Ethiopian Public Health Institute, Addis Ababa, Ethiopia.
Int J Infect Dis. 2023 Jul;132:50-63. doi: 10.1016/j.ijid.2023.04.392. Epub 2023 Apr 16.
To estimate the pooled proportion of extensively drug-resistant tuberculosis (XDR-TB) and pre-extensively drug-resistant tuberculosis (pre-XDR-TB) in patients with multidrug-resistant TB (MDR-TB).
We systematically searched articles from electronic databases: MEDLINE (PubMed), ScienceDirect, and Google Scholar. We also searched gray literature from the different literature sources main outcome of the review was either XDR-TB or pre-XDR-TB in patients with MDR-TB. We used the random-effects model, considering the substantial heterogeneity among studies. Heterogeneity was assessed by subgroup analyses. STATA version 14 was used for analysis.

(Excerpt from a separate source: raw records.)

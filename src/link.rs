use std::any::Any;
use std::fmt;
use std::sync::Arc;
use std::sync::OnceLock;
use std::sync::Weak;
use std::sync::atomic::AtomicU64;
use std::sync::atomic::Ordering;
use std::time::Duration;

use downcast_rs::DowncastSync;
use downcast_rs::impl_downcast;
use tokio::task::AbortHandle;

use crate::actor::Actor;
use crate::call::PendingCall;
use crate::envelope::Envelope;
use crate::envelope::Info;
use crate::error::CallError;
use crate::exit::ExitReason;
use crate::lifecycle::Lifecycle;
use crate::mailbox::MailboxSender;
use crate::stop::StopToken;

/// Identity of one actor incarnation. A restarted child gets a new id.
#[derive(Clone, Copy, PartialEq, Eq, Hash, PartialOrd, Ord)]
pub struct ActorId(u64);

static NEXT_ID: AtomicU64 = AtomicU64::new(1);

impl ActorId {
	pub(crate) fn next() -> Self {
		ActorId(NEXT_ID.fetch_add(1, Ordering::Relaxed))
	}

	pub fn as_u64(&self) -> u64 {
		self.0
	}
}

impl fmt::Display for ActorId {
	fn fmt(&self, f: &mut fmt::Formatter<'_>) -> fmt::Result {
		write!(f, "#{}", self.0)
	}
}

impl fmt::Debug for ActorId {
	fn fmt(&self, f: &mut fmt::Formatter<'_>) -> fmt::Result {
		fmt::Display::fmt(self, f)
	}
}

pub(crate) struct LinkState<A: Actor> {
	pub(crate) tx: MailboxSender<A>,
	pub(crate) token: StopToken,
	pub(crate) life: Arc<Lifecycle>,
	pub(crate) abort: OnceLock<AbortHandle>,
}

/// Strong, typed handle to a running actor.
///
/// The actor keeps running while at least one strong handle (a `Link`, an
/// `ActorRef` or a registry entry) exists. Once the last one is dropped its
/// mailbox closes and it exits with `Normal`.
pub struct Link<A: Actor> {
	pub(crate) state: Arc<LinkState<A>>,
}

impl<A: Actor> Clone for Link<A> {
	fn clone(&self) -> Self {
		Self {
			state: self.state.clone(),
		}
	}
}

impl<A: Actor> fmt::Debug for Link<A> {
	fn fmt(&self, f: &mut fmt::Formatter<'_>) -> fmt::Result {
		f.debug_struct("Link")
			.field("id", &self.state.life.id)
			.field("kind", &self.state.life.kind)
			.finish()
	}
}

impl<A: Actor> Link<A> {
	pub(crate) fn new(tx: MailboxSender<A>, token: StopToken, life: Arc<Lifecycle>) -> Self {
		Self {
			state: Arc::new(LinkState {
				tx,
				token,
				life,
				abort: OnceLock::new(),
			}),
		}
	}

	pub(crate) fn set_abort(&self, handle: AbortHandle) {
		let _ = self.state.abort.set(handle);
	}

	pub fn id(&self) -> ActorId {
		self.state.life.id
	}

	pub fn alive(&self) -> bool {
		!self.state.life.is_exited() && !self.state.tx.is_closed()
	}

	/// Sends a call and waits up to `timeout` for the reply.
	///
	/// Delivery is at most once. After a `CallError::Timeout` the actor may
	/// still process the message; callers must not assume it was dropped.
	pub async fn call(&self, msg: A::Call, timeout: Duration) -> Result<A::Reply, CallError> {
		self.request(msg).timeout(timeout).reply().await
	}

	/// Enqueues a call and returns a handle to collect the reply later.
	pub fn request(&self, msg: A::Call) -> PendingCall<A::Reply> {
		let (envelope, rx) = Envelope::call(msg);
		match self.state.tx.send(envelope) {
			Ok(()) => PendingCall::sent(rx, self.state.life.clone()),
			Err(_) => PendingCall::failed(),
		}
	}

	/// Fire and forget. The message is dropped if the actor is gone.
	pub fn cast(&self, msg: A::Cast) {
		if self.state.tx.send(Envelope::Cast(msg)).is_err() {
			tracing::trace!(id = %self.id(), "cast to a stopped actor dropped");
		}
	}

	/// Delivers an out-of-band `Info::User` payload.
	pub fn info<T: Any + Send>(&self, payload: T) {
		let _ = self.state.tx.send(Envelope::Info(Info::user(payload)));
	}

	/// Asks the actor to stop after its current step.
	#[track_caller]
	pub fn stop(&self, reason: ExitReason) {
		self.state.token.stop(reason);
	}

	pub async fn stop_and_wait(&self, reason: ExitReason) -> ExitReason {
		self.state.token.stop(reason);
		self.wait_exit().await
	}

	/// Aborts the actor task at its next await point. `terminate` does not run.
	pub fn kill(&self) {
		kill(&self.state.abort, &self.state.token);
	}

	pub async fn wait_exit(&self) -> ExitReason {
		self.state.life.exited().await
	}

	pub fn exit_reason(&self) -> Option<ExitReason> {
		self.state.life.exit_reason()
	}

	/// Makes this actor receive `Info::Exit` when `target` exits.
	pub fn watch(&self, target: &ActorRef) {
		let weak: Weak<dyn DynamicLink> = Arc::downgrade(&self.state) as Weak<dyn DynamicLink>;
		target.state.life().add_watcher(self.id(), weak);
	}

	pub fn unwatch(&self, target: &ActorRef) {
		target.state.life().remove_watcher(self.id());
	}

	pub fn to_ref(&self) -> ActorRef {
		ActorRef {
			state: self.state.clone(),
		}
	}
}

fn kill(abort: &OnceLock<AbortHandle>, token: &StopToken) {
	match abort.get() {
		Some(handle) => handle.abort(),
		None => {
			token.stop(ExitReason::Killed);
		}
	}
}

/// Type-erased view of a `LinkState`, shared by `ActorRef` and the
/// registry.
pub(crate) trait DynamicLink: DowncastSync {
	fn life(&self) -> &Arc<Lifecycle>;
	fn token(&self) -> &StopToken;
	fn deliver(&self, info: Info) -> bool;
	fn kill(&self);
	fn mailbox_closed(&self) -> bool;
}

impl_downcast!(sync DynamicLink);

impl<A: Actor> DynamicLink for LinkState<A> {
	fn life(&self) -> &Arc<Lifecycle> {
		&self.life
	}

	fn token(&self) -> &StopToken {
		&self.token
	}

	fn deliver(&self, info: Info) -> bool {
		self.tx.send(Envelope::Info(info)).is_ok()
	}

	fn kill(&self) {
		kill(&self.abort, &self.token);
	}

	fn mailbox_closed(&self) -> bool {
		self.tx.is_closed()
	}
}

/// Untyped handle to an actor of any type.
#[derive(Clone)]
pub struct ActorRef {
	pub(crate) state: Arc<dyn DynamicLink>,
}

impl fmt::Debug for ActorRef {
	fn fmt(&self, f: &mut fmt::Formatter<'_>) -> fmt::Result {
		f.debug_struct("ActorRef")
			.field("id", &self.id())
			.field("kind", &self.kind())
			.finish()
	}
}

impl<A: Actor> From<Link<A>> for ActorRef {
	fn from(link: Link<A>) -> Self {
		ActorRef { state: link.state }
	}
}

impl ActorRef {
	pub fn id(&self) -> ActorId {
		self.state.life().id
	}

	/// Short type name of the actor behind this handle.
	pub fn kind(&self) -> &'static str {
		self.state.life().kind
	}

	pub fn alive(&self) -> bool {
		!self.state.life().is_exited() && !self.state.mailbox_closed()
	}

	#[track_caller]
	pub fn stop(&self, reason: ExitReason) {
		self.state.token().stop(reason);
	}

	pub async fn stop_and_wait(&self, reason: ExitReason) -> ExitReason {
		self.state.token().stop(reason);
		self.wait_exit().await
	}

	pub fn kill(&self) {
		self.state.kill();
	}

	pub fn info<T: Any + Send>(&self, payload: T) {
		let _ = self.state.deliver(Info::user(payload));
	}

	pub async fn wait_exit(&self) -> ExitReason {
		self.state.life().exited().await
	}

	pub fn exit_reason(&self) -> Option<ExitReason> {
		self.state.life().exit_reason()
	}

	/// Makes the actor behind `self` receive `Info::Exit` when `target` exits.
	pub fn watch(&self, target: &ActorRef) {
		let weak = Arc::downgrade(&self.state);
		target.state.life().add_watcher(self.id(), weak);
	}

	pub fn unwatch(&self, target: &ActorRef) {
		target.state.life().remove_watcher(self.id());
	}

	pub fn is<A: Actor>(&self) -> bool {
		self.state.is::<LinkState<A>>()
	}

	pub fn downcast<A: Actor>(&self) -> Option<Link<A>> {
		self.state
			.clone()
			.downcast_arc::<LinkState<A>>()
			.ok()
			.map(|state| Link { state })
	}

	pub(crate) fn life(&self) -> &Arc<Lifecycle> {
		self.state.life()
	}
}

A total of 64 studies that reported on 12,711 patients with MDR-TB from 22 countries were retrieved. The pooled proportion of pre-XDR-TB was 26% (95% confidence interval [CI]: 22-31%), whereas XDR-TB in MDR-TB cases was 9% (95% CI: 7-11%) in patients treated for MDR-TB. The pooled proportion of resistance to fluoroquinolones was 27% (95% CI: 22-33%) and second-line injectable drugs was 11% (95% CI: 9-13%). Whereas the pooled resistance proportions to bedaquiline, clofazimine, delamanid, and linezolid were 5% (95% CI: 1-8%), 4% (95% CI: 0-10%), 5% (95% CI; 2-8%), and 4% (95% CI: 2-10%), respectively.
The burden of pre-XDR-TB and XDR-TB in MDR-TB were considerable. The high burdens of pre-XDR-TB and XDR-TB in patients treated for MDR-TB suggests the need to strengthen TB programs and drug resistance surveillance.

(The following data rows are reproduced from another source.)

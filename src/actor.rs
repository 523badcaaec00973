use std::any::type_name;
use std::future::Future;
use std::ops::ControlFlow;
use std::panic::AssertUnwindSafe;
use std::sync::Arc;

use futures::FutureExt as _;
use take_once::TakeOnce;
use tokio::sync::oneshot;
use tokio::task::JoinSet;
use tracing::Instrument;

use crate::envelope::Envelope;
use crate::envelope::Info;
use crate::envelope::ReplyTx;
use crate::error::ActorError;
use crate::error::CallError;
use crate::error::StartError;
use crate::exit::ExitReason;
use crate::handler::Call;
use crate::handler::Exec;
use crate::lifecycle::Lifecycle;
use crate::link::ActorId;
use crate::link::ActorRef;
use crate::link::Link;
use crate::mailbox;
use crate::mailbox::Mailbox;
use crate::stop::StopToken;
use crate::weak::WeakLink;

/// Runtime context for an active actor instance.
///
/// Owned by the actor task. Handlers reach it through `Exec` and `Call`.
pub struct Context<A: Actor> {
	pub(crate) mailbox: Mailbox<A>,
	pub(crate) token: StopToken,
	pub(crate) tasks: JoinSet<()>,
	pub(crate) span: tracing::Span,
	pub(crate) link: WeakLink<A>,
	pub(crate) life: Arc<Lifecycle>,
	pub(crate) pending: Option<A::Continue>,
}

impl<A: Actor> Context<A> {
	pub fn id(&self) -> ActorId {
		self.life.id
	}

	pub fn link(&self) -> &WeakLink<A> {
		&self.link
	}

	pub fn span(&self) -> &tracing::Span {
		&self.span
	}

	/// Number of messages waiting in the mailbox.
	pub fn backlog(&self) -> usize {
		self.mailbox.len()
	}

	/// Number of background tasks that have not been reaped yet.
	pub fn background(&self) -> usize {
		self.tasks.len()
	}

	/// Spawn a background task within the actor's context.
	///
	/// The task is aborted when the actor shuts down.
	pub fn spawn(&mut self, future: impl Future<Output = ()> + Send + 'static) {
		self.tasks.spawn(future.instrument(self.span.clone()));
	}

	/// Schedules `token` to be handled by `handle_continue` before the next
	/// mailbox entry.
	pub fn continue_with(&mut self, token: A::Continue) {
		self.pending = Some(token);
	}

	/// Stops the actor once the current step returns.
	#[track_caller]
	pub fn stop(&self, reason: ExitReason) {
		self.token.stop(reason);
	}

	/// Delivers `Info::Exit` to this actor when `target` exits.
	pub fn watch(&self, target: &ActorRef) {
		target.life().add_watcher(self.id(), self.link.as_dyn());
	}

	pub fn unwatch(&self, target: &ActorRef) {
		target.life().remove_watcher(self.id());
	}
}

/// Initialization context provided to actors during startup.
pub struct Init<'a, A: Actor> {
	/// Start arguments.
	pub args: A::Args,
	/// A strong link to the actor being initialized. Keeping it inside the
	/// actor's own state keeps the actor alive until it is stopped.
	pub link: Link<A>,
	pub ctx: &'a mut Context<A>,
}

/// Successful outcome of `Actor::init`.
pub struct Startup<A: Actor> {
	state: A,
	next: Option<A::Continue>,
}

impl<A: Actor> Startup<A> {
	pub fn ready(state: A) -> Self {
		Self { state, next: None }
	}

	/// Starts with a follow-up step that runs before any message, after
	/// `start` has already returned to its caller.
	pub fn continue_with(state: A, token: A::Continue) -> Self {
		Self {
			state,
			next: Some(token),
		}
	}
}

pub type InitResult<A> = Result<Startup<A>, ExitReason>;

/// What to do with a message the actor has no handler for.
#[derive(Debug, Clone, Copy, PartialEq, Eq)]
pub enum Unmatched {
	/// Log and drop it. Unhandled calls are answered with `CallError::Unhandled`.
	Discard,
	/// Treat it as a fatal error for the actor.
	Crash,
}

pub trait Actor: Sized + Send + 'static {
	type Args: Send + 'static;
	type Call: Send + 'static;
	type Reply: Send + 'static;
	type Cast: Send + 'static;
	type Continue: Send + 'static;

	const UNMATCHED: Unmatched = Unmatched::Discard;

	fn span(_args: &Self::Args) -> tracing::Span {
		tracing::info_span!("actor", kind = short_name::<Self>(), id = tracing::field::Empty)
	}

	/// Builds the initial state, or refuses to start with a reason.
	fn init(ctx: Init<'_, Self>) -> impl Future<Output = InitResult<Self>> + Send;

	fn handle_continue(
		&mut self,
		_ctx: Exec<'_, Self>,
		_token: Self::Continue,
	) -> impl Future<Output = anyhow::Result<()>> + Send {
		futures::future::ready(Err(ActorError::Unhandled.into()))
	}

	fn handle_call(
		&mut self,
		_ctx: Call<'_, Self>,
		_msg: Self::Call,
	) -> impl Future<Output = anyhow::Result<Self::Reply>> + Send {
		futures::future::ready(Err(ActorError::Unhandled.into()))
	}

	fn handle_cast(
		&mut self,
		_ctx: Exec<'_, Self>,
		_msg: Self::Cast,
	) -> impl Future<Output = anyhow::Result<()>> + Send {
		futures::future::ready(Err(ActorError::Unhandled.into()))
	}

	fn handle_info(
		&mut self,
		_ctx: Exec<'_, Self>,
		_info: Info,
	) -> impl Future<Output = anyhow::Result<()>> + Send {
		futures::future::ready(Err(ActorError::Unhandled.into()))
	}

	/// Cleanup hook. Runs exactly once on every exit except `kill`.
	fn terminate(
		self,
		_ctx: &mut Context<Self>,
		_reason: &ExitReason,
	) -> impl Future<Output = ()> + Send {
		futures::future::ready(())
	}

	/// Spawns the actor and waits for `init` to finish.
	///
	/// Either a live handle comes back or nothing was created: a refusing
	/// or panicking initializer leaves no actor behind.
	fn start(args: Self::Args) -> impl Future<Output = Result<Link<Self>, StartError>> + Send {
		spawn::<Self>(args, None)
	}
}

pub(crate) fn short_name<T>() -> &'static str {
	let name = type_name::<T>();
	let base = name.split('<').next().unwrap_or(name);
	base.rsplit("::").next().unwrap_or(base)
}

pub(crate) async fn spawn<A: Actor>(
	args: A::Args,
	parent: Option<&Arc<Lifecycle>>,
) -> Result<Link<A>, StartError> {
	let id = ActorId::next();
	let kind = short_name::<A>();
	let (tx, mailbox) = mailbox::channel::<A>();
	let token = StopToken::new();
	let life = Arc::new(Lifecycle::new(id, kind));

	if let Some(parent) = parent {
		parent.link_child(token.clone(), &life);
	}

	let link = Link::new(tx, token.clone(), life.clone());
	let span = A::span(&args);
	span.record("id", tracing::field::display(id));

	let ctx = Context {
		mailbox,
		token,
		tasks: JoinSet::new(),
		span: span.clone(),
		link: link.downgrade(),
		life: life.clone(),
		pending: None,
	};

	let (ready_tx, ready_rx) = oneshot::channel();
	let handle = tokio::spawn(run::<A>(args, link.clone(), ctx, ready_tx).instrument(span.clone()));
	link.set_abort(handle.abort_handle());

	metrics::counter!("runy_otp.actor.started").increment(1);
	metrics::gauge!("runy_otp.actor.live").increment(1.0);

	tokio::spawn(
		async move {
			let reason = match handle.await {
				Ok(reason) => reason,
				Err(err) if err.is_cancelled() => ExitReason::Killed,
				Err(err) => {
					tracing::error!("Actor {kind} crashed outside of a step");
					ExitReason::panic(err.into_panic())
				}
			};

			if reason.is_normal() {
				tracing::debug!(%reason, "Actor {kind} exited");
			} else {
				tracing::warn!(%reason, "Actor {kind} exited abnormally");
			}

			metrics::counter!("runy_otp.actor.exited", "reason" => reason.label()).increment(1);
			metrics::gauge!("runy_otp.actor.live").decrement(1.0);
			life.finalize(reason);
		}
		.instrument(span),
	);

	match ready_rx.await {
		Ok(Ok(())) => Ok(link),
		Ok(Err(reason)) => {
			// the refused actor is finalized before its caller hears about it
			link.wait_exit().await;
			Err(StartError::Refused(reason))
		}
		// killed while initializing
		Err(_) => Err(StartError::Refused(link.wait_exit().await)),
	}
}

async fn run<A: Actor>(
	args: A::Args,
	link: Link<A>,
	mut ctx: Context<A>,
	ready: oneshot::Sender<Result<(), ExitReason>>,
) -> ExitReason {
	let init = AssertUnwindSafe(A::init(Init {
		args,
		link,
		ctx: &mut ctx,
	}))
	.catch_unwind()
	.await;

	let startup = match init {
		Ok(Ok(startup)) => startup,
		Ok(Err(reason)) => {
			tracing::warn!(%reason, "actor refused to start");
			let _ = ready.send(Err(reason.clone()));
			return reason;
		}
		Err(panic) => {
			let reason = ExitReason::panic(panic);
			tracing::error!(%reason, "actor panicked during init");
			let _ = ready.send(Err(reason.clone()));
			return reason;
		}
	};

	let Startup { mut state, next } = startup;
	ctx.pending = next;
	let _ = ready.send(Ok(()));
	tracing::debug!("actor started");

	let reason = loop {
		match cycle(&mut state, &mut ctx).await {
			ControlFlow::Continue(()) => {}
			ControlFlow::Break(reason) => break reason,
		}
	};

	// refuse new mail; callers of queued calls observe the exit reason
	ctx.mailbox.close();

	if AssertUnwindSafe(state.terminate(&mut ctx, &reason))
		.catch_unwind()
		.await
		.is_err()
	{
		tracing::error!(%reason, "terminate panicked");
	}

	reason
}

enum Step {
	Done,
	Unhandled(&'static str),
	Failed(ExitReason),
}

/// Runs one step: a pending continuation or the head of the mailbox.
async fn cycle<A: Actor>(state: &mut A, ctx: &mut Context<A>) -> ControlFlow<ExitReason> {
	if let Some(request) = ctx.token.request() {
		tracing::debug!(location = %request.location, "stop requested");
		return ControlFlow::Break(request.reason);
	}

	if let Some(token) = ctx.pending.take() {
		let step = settle(guarded(A::handle_continue(state, Exec::new(ctx), token)).await, "continue");
		return after::<A>(step);
	}

	let envelope = tokio::select! {
		biased;
		request = ctx.token.stopped() => {
			tracing::debug!(location = %request.location, "stop requested");
			return ControlFlow::Break(request.reason);
		},
		envelope = ctx.mailbox.recv() => match envelope {
			Some(envelope) => envelope,
			// every strong handle is gone
			None => return ControlFlow::Break(ExitReason::Normal),
		}
	};

	reap(ctx);
	tracing::trace!(kind = ?envelope.kind(), backlog = ctx.backlog(), "step");
	let step = match envelope {
		Envelope::Call { msg, reply } => call(state, ctx, msg, reply).await,
		Envelope::Cast(msg) => settle(guarded(A::handle_cast(state, Exec::new(ctx), msg)).await, "cast"),
		Envelope::Info(info) => settle(guarded(A::handle_info(state, Exec::new(ctx), info)).await, "info"),
	};

	after::<A>(step)
}

/// Drops finished background tasks so they do not pile up in the `JoinSet`.
fn reap<A: Actor>(ctx: &mut Context<A>) {
	while let Some(done) = ctx.tasks.try_join_next() {
		if let Err(err) = done {
			if err.is_panic() {
				tracing::warn!("background task panicked");
			}
		}
	}
}

async fn call<A: Actor>(
	state: &mut A,
	ctx: &mut Context<A>,
	msg: A::Call,
	reply: ReplyTx<A::Reply>,
) -> Step {
	let once = TakeOnce::new();
	let _ = once.store(reply);
	let once = Arc::new(once);

	let context = Call {
		ctx: Exec::new(ctx),
		reply: once.clone(),
	};

	match guarded(A::handle_call(state, context, msg)).await {
		Ok(Ok(value)) => {
			if let Some(reply) = once.take() {
				let _ = reply.send(Ok(value));
			}
			Step::Done
		}
		Ok(Err(err)) if ActorError::is(&err, |e| matches!(e, ActorError::AsyncReply)) => Step::Done,
		Ok(Err(err)) if ActorError::is(&err, |e| matches!(e, ActorError::Unhandled)) => {
			if let Some(reply) = once.take() {
				let _ = reply.send(Err(CallError::Unhandled));
			}
			Step::Unhandled("call")
		}
		// the reply address is dropped with `once`; the caller gets the exit reason
		Ok(Err(err)) => Step::Failed(err.into()),
		Err(reason) => Step::Failed(reason),
	}
}

async fn guarded<T>(
	future: impl Future<Output = anyhow::Result<T>>,
) -> Result<anyhow::Result<T>, ExitReason> {
	AssertUnwindSafe(future)
		.catch_unwind()
		.await
		.map_err(ExitReason::panic)
}

fn settle(outcome: Result<anyhow::Result<()>, ExitReason>, kind: &'static str) -> Step {
	match outcome {
		Ok(Ok(())) => Step::Done,
		Ok(Err(err)) if ActorError::is(&err, |e| matches!(e, ActorError::Unhandled)) => {
			Step::Unhandled(kind)
		}
		Ok(Err(err)) => Step::Failed(err.into()),
		Err(reason) => Step::Failed(reason),
	}
}

fn after<A: Actor>(step: Step) -> ControlFlow<ExitReason> {
	match step {
		Step::Done => ControlFlow::Continue(()),
		Step::Unhandled(kind) => match A::UNMATCHED {
			Unmatched::Discard => {
				tracing::warn!(kind, "discarding unhandled message");
				ControlFlow::Continue(())
			}
			Unmatched::Crash => {
				tracing::error!(kind, "unhandled message in strict actor");
				ControlFlow::Break(ExitReason::error(ActorError::Unhandled))
			}
		},
		Step::Failed(reason) => {
			tracing::error!(%reason, "actor step failed");
			ControlFlow::Break(reason)
		}
	}
}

估计耐多药结核病(MDR-TB)患者中广泛耐药结核病(XDR-TB)和耐多药前广泛耐药结核病(pre-XDR-TB)的总体比例。
我们系统地从电子数据库(MEDLINE(PubMed)、ScienceDirect 和 Google Scholar)中检索文章。我们还从不同文献来源中检索灰色文献,综述的主要结局是 MDR-TB 患者中的 XDR-TB 或 pre-XDR-TB。我们使用随机效应模型,考虑到研究之间存在很大的异质性。通过亚组分析评估异质性。使用 STATA 版本 14 进行分析。
共检索到来自 22 个国家的 64 项研究,共报告了 12711 例 MDR-TB 患者。耐多药前广泛耐药结核病的总体比例为 26%(95%置信区间 [CI]:22-31%),而接受 MDR-TB 治疗的患者中,XDR-TB 的比例为 9%(95% CI:7-11%)。氟喹诺酮类药物耐药的总体比例为 27%(95% CI:22-33%),二线注射类药物耐药的总体比例为 11%(95% CI:9-13%)。而贝达喹啉、氯法齐明、德拉马尼和利奈唑胺的耐药总体比例分别为 5%(95% CI:1-8%)、4%(95% CI:0-10%)、5%(95% CI:2-8%)和 4%(95% CI:2-10%)。
MDR-TB 中耐多药前广泛耐药结核病和 XDR-TB 的负担相当大。MDR-TB 患者中耐多药前广泛耐药结核病和 XDR-TB 的高负担表明需要加强结核病规划和耐药监测。